Every line of the records that contains the string "HostnamePolicy" counts once; give the total and nothing else.

Stored items
──────────
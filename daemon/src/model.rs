//! Node configuration as fetched from the boss.
//!
//! Everything in here is immutable once published: a [`NodeConfig`] is built
//! by the protocol client, handed to the [`ConfigStore`](crate::store::ConfigStore)
//! and from then on only read.

use alloc::{
    collections::{BTreeMap, BTreeSet},
    sync::Arc,
};
use core::{fmt, net::SocketAddr};
use std::path::PathBuf;

use chrono::{DateTime, Utc};
use secrecy::{ExposeSecret as _, SecretString};

pub type Uid = u32;
pub type Gid = u32;

/// One public key line. The content never shows up in `Debug` output.
#[derive(Clone)]
pub struct SshKey(Arc<SecretString>);

impl SshKey {
    #[must_use]
    pub fn new(key: &str) -> Self {
        Self(Arc::new(SecretString::from(key.trim().to_owned())))
    }

    /// The key line, for writing `authorized_keys`.
    #[must_use]
    pub fn expose(&self) -> &str {
        self.0.expose_secret()
    }
}

impl PartialEq for SshKey {
    fn eq(&self, other: &Self) -> bool {
        self.0.expose_secret() == other.0.expose_secret()
    }
}

impl Eq for SshKey {}

impl fmt::Debug for SshKey {
    fn fmt(&self, f: &mut fmt::Formatter<'_>) -> fmt::Result {
        f.write_str("SshKey([REDACTED])")
    }
}

/// A local account the boss wants to exist.
#[derive(Debug, Clone, PartialEq, Eq)]
pub struct AccountSpec {
    pub username: String,
    pub uid: Uid,
    /// Primary GID.
    pub gid: Gid,
    /// Name of the primary group, when the boss announced it.
    pub primary_group: Option<String>,
    groups: BTreeSet<String>,
    /// Full replacement set for `~/.ssh/authorized_keys`.
    pub ssh_keys: Vec<SshKey>,
    /// Shell as sent by the boss; resolved against `/etc/shells` when applied.
    pub shell: String,
    pub home: PathBuf,
    /// Member of the admin group.
    pub admin: bool,
    /// Opaque change counter maintained by the boss.
    pub serial: String,
}

impl AccountSpec {
    #[must_use]
    pub fn new(username: &str, uid: Uid, gid: Gid) -> Self {
        Self {
            username: username.to_owned(),
            uid,
            gid,
            primary_group: None,
            groups: BTreeSet::new(),
            ssh_keys: Vec::new(),
            shell: "/bin/sh".to_owned(),
            home: PathBuf::from("/home").join(username),
            admin: false,
            serial: String::new(),
        }
    }

    /// Record a supplementary group. Names are lower-cased.
    pub fn add_group(&mut self, name: &str) {
        self.groups.insert(name.to_lowercase());
    }

    /// Set the primary group name. Lower-cased like every other group.
    pub fn set_primary_group(&mut self, name: &str) {
        self.primary_group = Some(name.to_lowercase());
    }

    /// Supplementary groups, lower-cased and sorted.
    pub fn groups(&self) -> impl Iterator<Item = &str> {
        self.groups.iter().map(String::as_str)
    }
}

/// A group announced with `ADDGROUP`.
#[derive(Debug, Clone, PartialEq, Eq)]
pub struct GroupSpec {
    /// Lower-cased.
    pub name: String,
    pub gid: Gid,
}

impl GroupSpec {
    #[must_use]
    pub fn new(name: &str, gid: Gid) -> Self {
        Self {
            name: name.to_lowercase(),
            gid,
        }
    }
}

/// An NFS export to mount.
#[derive(Debug, Clone, PartialEq, Eq)]
pub struct MountSpec {
    /// `host:/export/path`
    pub remote: String,
    pub mountpoint: String,
    /// Options from the boss; `None` means the configured default applies.
    pub options: Option<String>,
}

impl MountSpec {
    /// The path part of [`Self::remote`], which identifies the mount.
    #[must_use]
    pub fn export_path(&self) -> &str {
        self.remote
            .split_once(':')
            .map_or(self.remote.as_str(), |(_, path)| path)
    }
}

/// What the hostname should be.
#[derive(Debug, Clone, Default, PartialEq, Eq)]
pub enum HostnamePolicy {
    /// The node is not allocated; leave the hostname alone.
    #[default]
    Unmanaged,
    Set { fqdn: String },
}

impl HostnamePolicy {
    /// First label of the FQDN.
    #[must_use]
    pub fn short(&self) -> Option<&str> {
        match *self {
            Self::Unmanaged => None,
            Self::Set { ref fqdn } => fqdn.split('.').next(),
        }
    }
}

/// Where the boss address came from.
#[derive(Debug, Clone, PartialEq, Eq)]
pub enum DiscoverySource {
    Config,
    Environment,
    MarkerFile(PathBuf),
    SearchDomain(String),
    Fallback,
}

impl fmt::Display for DiscoverySource {
    fn fmt(&self, f: &mut fmt::Formatter<'_>) -> fmt::Result {
        match *self {
            Self::Config => f.write_str("config"),
            Self::Environment => f.write_str("BOSSNODE"),
            Self::MarkerFile(ref path) => write!(f, "{}", path.display()),
            Self::SearchDomain(ref domain) => write!(f, "search domain {domain}"),
            Self::Fallback => f.write_str("fallback"),
        }
    }
}

/// A boss that accepted a connection during discovery.
#[derive(Debug, Clone, PartialEq, Eq)]
pub struct BossEndpoint {
    /// Host name as found (may be an address literal).
    pub host: String,
    pub port: u16,
    /// Resolved address used for requests.
    pub addr: SocketAddr,
    pub discovered_at: DateTime<Utc>,
    pub source: DiscoverySource,
}

impl BossEndpoint {
    /// DNS domain of the boss (`boss.example.net` → `example.net`).
    ///
    /// `None` for address literals and single-label names.
    #[must_use]
    pub fn domain(&self) -> Option<&str> {
        if self.host.parse::<core::net::IpAddr>().is_ok() {
            return None;
        }
        self.host
            .trim_end_matches('.')
            .split_once('.')
            .map(|(_, domain)| domain)
            .filter(|domain| !domain.is_empty())
    }
}

/// A complete configuration snapshot.
#[derive(Debug, Clone, Default, PartialEq, Eq)]
pub struct NodeConfig {
    /// Assigned by the store, strictly increasing.
    pub version: u64,
    /// Digest of the boss responses this snapshot was built from.
    pub content_id: String,
    /// Keyed by username.
    pub accounts: BTreeMap<String, AccountSpec>,
    /// Keyed by lower-cased group name.
    pub groups: BTreeMap<String, GroupSpec>,
    /// Keyed by export path.
    pub mounts: BTreeMap<String, MountSpec>,
    /// Keys for root's `authorized_keys`.
    pub root_keys: Vec<SshKey>,
    pub hostname: HostnamePolicy,
    /// The boss this snapshot was fetched from.
    pub boss: Option<BossEndpoint>,
}

impl NodeConfig {
    /// The snapshot before anything was fetched.
    #[must_use]
    pub fn empty() -> Self {
        Self::default()
    }
}

#[cfg(test)]
mod tests {
    use core::net::{IpAddr, Ipv4Addr};

    use super::*;

    fn endpoint(host: &str) -> BossEndpoint {
        BossEndpoint {
            host: host.to_owned(),
            port: 7777,
            addr: SocketAddr::new(IpAddr::V4(Ipv4Addr::LOCALHOST), 7777),
            discovered_at: Utc::now(),
            source: DiscoverySource::Fallback,
        }
    }

    #[test]
    fn groups_are_lower_cased() {
        let mut account = AccountSpec::new("alice", 20001, 600);
        account.add_group("Proj");
        account.add_group("PROJ");
        account.add_group("wheel");
        account.set_primary_group("Staff");
        assert_eq!(account.groups().collect::<Vec<_>>(), ["proj", "wheel"]);
        assert_eq!(account.primary_group.as_deref(), Some("staff"));
        assert_eq!(GroupSpec::new("MyProj", 7).name, "myproj");
    }

    #[test]
    fn key_material_is_redacted() {
        let key = SshKey::new("ssh-ed25519 AAAAC3NzaC1lZDI1NTE5 alice@laptop\n");
        assert_eq!(key.expose(), "ssh-ed25519 AAAAC3NzaC1lZDI1NTE5 alice@laptop");
        let mut account = AccountSpec::new("alice", 1, 1);
        account.ssh_keys.push(key);
        let debug = format!("{account:?}");
        assert!(!debug.contains("AAAAC3"), "{debug}");
    }

    #[test]
    fn export_path_strips_host() {
        let mount = MountSpec {
            remote: "fs:/proj/x".into(),
            mountpoint: "/proj/x".into(),
            options: None,
        };
        assert_eq!(mount.export_path(), "/proj/x");
    }

    #[test]
    fn boss_domain() {
        assert_eq!(endpoint("boss.emulab.net").domain(), Some("emulab.net"));
        assert_eq!(endpoint("boss").domain(), None);
        assert_eq!(endpoint("10.0.0.1").domain(), None);
    }

    #[test]
    fn short_hostname() {
        let policy = HostnamePolicy::Set {
            fqdn: "node1.exp.proj.emulab.net".into(),
        };
        assert_eq!(policy.short(), Some("node1"));
        assert_eq!(HostnamePolicy::Unmanaged.short(), None);
    }
}
//! Message Codec
//!
//! JSON text encoding of [`TokenMessage`](crate::messages::TokenMessage) and
//! [`UserServerState`](crate::messages::UserServerState).
//!
//! Decoding works on the raw payload bytes of a frame. An empty payload is not
//! a decode error: it means the daemon had nothing to say, and [`decode`]
//! reports it as `Ok(None)`. Anything else that is not valid JSON for the
//! expected type, invalid UTF-8 included, is a malformed message.

use serde::{de::DeserializeOwned, Serialize};
use thiserror::Error;

/// Errors produced by the codec
#[derive(Debug, Error)]
pub enum CodecError {
    /// Non-empty payload that does not parse as the expected message
    #[error("Malformed message: {0}")]
    MalformedMessage(String),

    /// Message could not be serialized
    #[error("Failed to encode message: {0}")]
    Encode(String),
}

/// Encode a message as JSON text
///
/// # Errors
///
/// Returns `CodecError::Encode` if serialization fails.
pub fn encode<T: Serialize>(msg: &T) -> Result<String, CodecError> {
    serde_json::to_string(msg).map_err(|e| CodecError::Encode(e.to_string()))
}

/// Decode a JSON payload into a message
///
/// Returns `Ok(None)` for an empty or whitespace-only payload.
///
/// # Errors
///
/// Returns `CodecError::MalformedMessage` if the payload is non-empty and
/// does not parse.
pub fn decode<T: DeserializeOwned>(payload: &[u8]) -> Result<Option<T>, CodecError> {
    if payload.iter().all(u8::is_ascii_whitespace) {
        return Ok(None);
    }

    serde_json::from_slice(payload)
        .map(Some)
        .map_err(|e| CodecError::MalformedMessage(e.to_string()))
}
──────────
=== RESPONSE BELOW ===
5